Mi corazón latía tan fuerte que estaba segura de que David podía oírlo desde el otro lado de la habitación. Estaba tumbada en nuestra cama de matrimonio, intentando respirar despacio y con calma, observando con los ojos entreabiertos cómo mi marido, con quien llevaba seis años casada, levantaba con cuidado las tablas del suelo de madera cerca de la ventana de nuestro dormitorio. Este no era el David que yo conocía.
No era el hombre amable que me traía el café cada mañana y me besaba la frente antes de irme a trabajar. La persona agachada en el suelo de nuestro dormitorio se movía con la precisión de alguien que lo había hecho muchas veces. Sus manos trabajaban con rapidez y silencio, levantando cada tabla sin hacer ruido. Lo que vi a continuación me heló la sangre. Escondida bajo el suelo de nuestro dormitorio había una caja metálica del tamaño de una caja de zapatos.
David lo abrió como si tuviera entre manos algo precioso. E incluso con la tenue luz del pasillo, pude ver que estaba repleto de papeles, fotografías y lo que parecían ser varios libritos, pasaportes, varios pasaportes. Quería gritar. Quería levantarme de un salto y exigir respuestas.
Pero algo en mi interior me decía que me quedara completamente quieta, que siguiera fingiendo estar inconsciente por lo que fuera que me hubiera estado echando en el té. Porque sí, tenía razón con lo del té. El regusto amargo que había estado ignorando durante semanas. La forma en que me quedaba dormida tan profundamente que no recordaba nada hasta la mañana siguiente.

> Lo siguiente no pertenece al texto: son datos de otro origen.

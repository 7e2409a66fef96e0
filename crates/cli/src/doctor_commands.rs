//! `digitbot doctor`: config validation, environment audit and a model load.
//!
//! Prints a structured report with `[ok]`, `[warn]`, `[fail]` or `[info]`
//! per item and exits non-zero when anything failed.

use std::time::Instant;

use anyhow::Result;

use {
    digitbot_classifier::{Classifier, OnnxClassifier},
    digitbot_config::{DigitbotConfig, Severity, ValidationResult},
    digitbot_media::ImageTensor,
};

use crate::Cli;

// ── ANSI helpers ────────────────────────────────────────────────────────────

const GREEN: &str = "\x1b[32m";
const RED: &str = "\x1b[31m";
const YELLOW: &str = "\x1b[33m";
const CYAN: &str = "\x1b[36m";
const BOLD: &str = "\x1b[1m";
const RESET: &str = "\x1b[0m";

/// Outcome of one check line.
#[derive(Debug, Clone, Copy, PartialEq, Eq)]
enum Status {
    Ok,
    Warn,
    Fail,
    Info,
}

impl Status {
    /// Label and color for the `[label]` prefix.
    fn style(self) -> (&'static str, &'static str) {
        match self {
            Self::Ok => ("ok", GREEN),
            Self::Warn => ("warn", YELLOW),
            Self::Fail => ("fail", RED),
            Self::Info => ("info", CYAN),
        }
    }
}

/// A titled group of check lines.
struct Section {
    title: String,
    items: Vec<(Status, String)>,
}

impl Section {
    fn new(title: impl Into<String>) -> Self {
        Self {
            title: title.into(),
            items: Vec::new(),
        }
    }

    fn push(&mut self, status: Status, message: impl Into<String>) {
        self.items.push((status, message.into()));
    }

    fn count(&self, status: Status) -> usize {
        self.items.iter().filter(|(s, _)| *s == status).count()
    }
}

/// Print every section and return `(failures, warnings)`.
fn print_report(sections: &[Section]) -> (usize, usize) {
    for section in sections {
        eprintln!("{BOLD}{}{RESET}", section.title);
        for (status, message) in &section.items {
            let (label, color) = status.style();
            eprintln!("  [{color}{label}{RESET}]  {message}");
        }
        eprintln!();
    }

    let total = |status: Status| -> usize { sections.iter().map(|s| s.count(status)).sum() };
    (total(Status::Fail), total(Status::Warn))
}

/// Environment variables the bot reads, and whether each is required.
const ENV_VARS: &[(&str, bool)] = &[
    ("LINE_CHANNEL_ACCESS_TOKEN", true),
    ("LINE_CHANNEL_SECRET", true),
    ("PORT", false),
    ("DIGITBOT_BIND", false),
    ("DIGITBOT_MODEL_PATH", false),
];

// ── Entry point ─────────────────────────────────────────────────────────────

pub async fn handle_doctor(cli: &Cli) -> Result<()> {
    eprintln!("{BOLD}digitbot doctor{RESET}");
    eprintln!("{BOLD}==============={RESET}\n");

    let loaded = cli.load_config()?;
    let validation = digitbot_config::validate(&loaded.config, loaded.path.clone());

    let mut sections = vec![
        check_config(&validation),
        check_environment(&loaded.config),
    ];

    let config = loaded.config.clone();
    sections.push(tokio::task::spawn_blocking(move || check_model(&config)).await?);

    let (errors, warnings) = print_report(&sections);
    eprintln!("{BOLD}Summary:{RESET} {errors} error(s), {warnings} warning(s)");

    if errors > 0 {
        std::process::exit(1);
    }
    Ok(())
}

// ── 1. Config validation ────────────────────────────────────────────────────

fn check_config(result: &ValidationResult) -> Section {
    let label = result
        .config_path
        .as_ref()
        .map(|p| p.display().to_string())
        .unwrap_or_else(|| "defaults + environment".into());
    let mut section = Section::new(format!("Config ({label})"));

    for d in &result.diagnostics {
        let status = match d.severity {
            Severity::Error => Status::Fail,
            Severity::Warning => Status::Warn,
            Severity::Info => Status::Info,
        };
        section.push(status, format!("{}: {}", d.path, d.message));
    }
    if result.diagnostics.is_empty() {
        section.push(Status::Ok, "no issues found");
    }
    section
}

// ── 2. Environment ──────────────────────────────────────────────────────────

fn check_environment(config: &DigitbotConfig) -> Section {
    let mut section = Section::new("Environment");

    if std::path::Path::new(".env").is_file() {
        section.push(Status::Info, ".env file present in working directory");
    }
    for (name, required) in ENV_VARS {
        match std::env::var(name) {
            Ok(v) if !v.is_empty() => section.push(Status::Ok, format!("{name} is set")),
            _ if *required && config.line.has_credentials() => section.push(
                Status::Info,
                format!("{name} not set (provided by config file)"),
            ),
            _ if *required => section.push(Status::Warn, format!("{name} not set")),
            _ => section.push(Status::Info, format!("{name} not set (optional)")),
        }
    }
    section
}

// ── 3. Model ────────────────────────────────────────────────────────────────

fn check_model(config: &DigitbotConfig) -> Section {
    let path = &config.model.path;
    let mut section = Section::new(format!("Model ({})", path.display()));

    let started = Instant::now();
    match OnnxClassifier::load(&config.model) {
        Ok(classifier) => {
            section.push(
                Status::Ok,
                format!(
                    "loaded {} in {} ms",
                    classifier.describe(),
                    started.elapsed().as_millis()
                ),
            );
            match classifier.classify(&ImageTensor::zeros()) {
                Ok(p) => section.push(
                    Status::Ok,
                    format!("test inference ok (blank input -> {})", p.digit),
                ),
                Err(e) => section.push(Status::Fail, format!("test inference failed: {e}")),
            }
        },
        Err(e) => section.push(Status::Fail, e.to_string()),
    }
    section
}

La extraña sensación de que las cosas en casa se habían movido mientras dormía. David me había estado drogando. Pero al verlo ahora, observándolo hojear documentos y fotografías en esa caja escondida, me di cuenta de que las pastillas para dormir eran solo el principio. Esto era algo mucho más grande y mucho más aterrador de lo que había imaginado. Permítanme que les cuente cómo llegué hasta aquí.
Tumbada en mi cama, con miedo de mi propio marido. Tres horas antes, estaba sentada a la mesa de la cocina, mirando fijamente la taza de té de manzanilla que David acababa de poner delante de mí. Era nuestra rutina. Todas las noches a las nueve, David me preparaba una taza de té mientras yo terminaba de revisar los correos del trabajo o veía la televisión.
Siempre usaba la misma taza de cerámica azul, siempre añadía exactamente una cucharadita de miel y siempre esperaba cerca hasta que me la terminaba. —¿Un día largo en la oficina? —preguntó, acomodándose en la silla frente a mí. Sus ojos marrones reflejaban preocupación, cariño, los mismos ojos que me habían mirado con amor el día de nuestra boda.